Functional analysis of heterozygous variants in the SALL1 gene in 2 children with Townes-Brocks syndrome with FSGS.

BACKGROUND: To investigate the functional characteristics of heterozygous variants in the SALL1 gene in two children with Townes-Brocks syndrome (TBS), as well as the underlying mechanisms leading to chronic kidney disease. METHODS: We retrospectively analyzed the clinical manifestations, laboratory findings, and genetic backgrounds of two TBS patients admitted to our hospital presenting with chronic kidney disease stage 2 and focal segmental glomerulosclerosis (FSGS). The genetic function was investigated through cultured cells transfected with variants. The Sall1 protein expression level was detected by western blotting. Immunofluorescence was also employed to detect the subcellular localization of SALL1. RESULTS: Novel heterozygous genetic variations (c.3175 C > T and c.694 C > T) were detected in two respective probands with distinct clinical presentations: Proband 1 presented with polydactyly, nephrotic syndrome, and stage 2 chronic kidney disease; while Proband 2 manifested renal dysplasia, progressive proteinuria, and also stage 2 chronic kidney disease. FSGS was confirmed by kidney biopsies from both probands. To assess the functional impact of these variations, we introduced mutant plasmids carrying the c.3175 C > T and c.694 C > T variants into podocytes.

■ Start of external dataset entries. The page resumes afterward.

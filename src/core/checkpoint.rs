use anyhow::{Context, Result};
use chrono::Local;
use indexmap::IndexMap;
use serde::{Deserialize, Serialize};
use std::collections::HashMap;
use std::fs;
use std::path::{Path, PathBuf};
use std::time::Instant;

use crate::error::PipelineError;
use crate::shared::constants;
use crate::utils::file_utils;
use crate::utils::logger;
use crate::utils::time_utils::format_timestamp;

#[derive(Debug, Clone, PartialEq, Serialize, Deserialize)]
pub struct StepRecord {
    pub started_at: String,
    #[serde(default)]
    pub completed: bool,
    #[serde(default, skip_serializing_if = "Option::is_none")]
    pub completed_at: Option<String>,
    #[serde(default, skip_serializing_if = "Option::is_none")]
    pub elapsed_time_sec: Option<f64>,
}

/// Stage name to record, in the order stages were first started.
#[derive(Debug, Clone, Default, PartialEq, Serialize, Deserialize)]
#[serde(transparent)]
pub struct PipelineState(IndexMap<String, StepRecord>);

impl PipelineState {
    pub fn get(&self, step: &str) -> Option<&StepRecord> {
        self.0.get(step)
    }

    pub fn iter(&self) -> impl Iterator<Item = (&String, &StepRecord)> {
        self.0.iter()
    }

    pub fn len(&self) -> usize {
        self.0.len()
    }

    pub fn is_empty(&self) -> bool {
        self.0.is_empty()
    }
}

/// Persists stage progress as `progress.json` in the output directory.
///
/// Every mutation rewrites the whole document through a temp file and a
/// rename. Only one process may use a given output directory at a time.
pub struct CheckpointStore {
    path: PathBuf,
    state: PipelineState,
    start_times: HashMap<String, Instant>,
}

impl CheckpointStore {
    pub fn open(output_dir: &Path) -> Result<Self> {
        let path = output_dir.join(constants::PROGRESS_FILE);
        let state = Self::load(&path)?;
        logger::debug(&format!(
            "Loaded checkpoint {} with {} stage(s)",
            path.display(),
            state.len()
        ));
        Ok(Self { path, state, start_times: HashMap::new() })
    }

    fn load(path: &Path) -> Result<PipelineState> {
        if !path.exists() {
            return Ok(PipelineState::default());
        }
        let content = fs::read_to_string(path)
            .with_context(|| format!("Failed to read checkpoint {}", path.display()))?;
        let state = serde_json::from_str(&content).map_err(|source| PipelineError::MalformedCheckpoint {
            path: path.to_path_buf(),
            source,
        })?;
        Ok(state)
    }

    fn save(&self) -> Result<()> {
        let json = serde_json::to_string_pretty(&self.state)?;
        file_utils::write_atomic(&self.path, json.as_bytes())
    }

    pub fn path(&self) -> &Path {
        &self.path
    }

    pub fn state(&self) -> &PipelineState {
        &self.state
    }

    pub fn is_completed(&self, step: &str) -> bool {
        self.state.get(step).is_some_and(|record| record.completed)
    }

    /// Records a fresh start for `step`, discarding any earlier attempt.
    pub fn mark_started(&mut self, step: &str) -> Result<()> {
        self.start_times.insert(step.to_string(), Instant::now());
        self.state.0.insert(
            step.to_string(),
            StepRecord {
                started_at: format_timestamp(Local::now()),
                completed: false,
                completed_at: None,
                elapsed_time_sec: None,
            },
        );
        self.save()?;
        logger::info(&format!("Checkpoint: '{}' started", step));
        Ok(())
    }

    /// Marks `step` completed, measuring elapsed time from the
    /// [`mark_started`](Self::mark_started) call made by this process.
    pub fn mark_completed(&mut self, step: &str) -> Result<()> {
        let Some(started) = self.start_times.remove(step) else {
            return Err(PipelineError::CompletedWithoutStart(step.to_string()).into());
        };
        let elapsed = started.elapsed().as_secs_f64();

        let record = self
            .state
            .0
            .get_mut(step)
            .ok_or_else(|| PipelineError::CompletedWithoutStart(step.to_string()))?;
        record.completed = true;
        record.completed_at = Some(format_timestamp(Local::now()));
        record.elapsed_time_sec = Some(elapsed);

        self.save()?;
        logger::info(&format!("Checkpoint: '{}' completed in {:.3}s", step, elapsed));
        Ok(())
    }

    /// Forgets all progress, removing the document from disk.
    pub fn reset(&mut self) -> Result<()> {
        self.state = PipelineState::default();
        self.start_times.clear();
        if self.path.exists() {
            fs::remove_file(&self.path)
                .with_context(|| format!("Failed to remove {}", self.path.display()))?;
        }
        logger::info("Checkpoint reset");
        Ok(())
    }
}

The expression level of variant c.3175 C > T(p.Q1059X) in podocytes showed a significant decrease compared to that of the wild-type (P < 0.05), whereas variant c.694 C > T(p.Q232X) was markedly upregulated (P < 0.01). Immunofluorescence analysis revealed aberrant localization patterns for both SALL1 variants within podocytes. CONCLUSIONS: Two patients with Townes-Brocks syndrome (TBS) harboring novel variants presented atypical phenotypes, characterized primarily by significant and rapidly progressing renal involvement. Rare renal biopsy pathology revealed the presence of focal segmental glomerulosclerosis (FSGS) in both cases. Experimental validation demonstrated that both variants led to alterations in the molecular size, expression level, and localization of the Sall1 protein, suggesting that these SALL1 gene variants might contribute to FSGS by impacting podocyte function.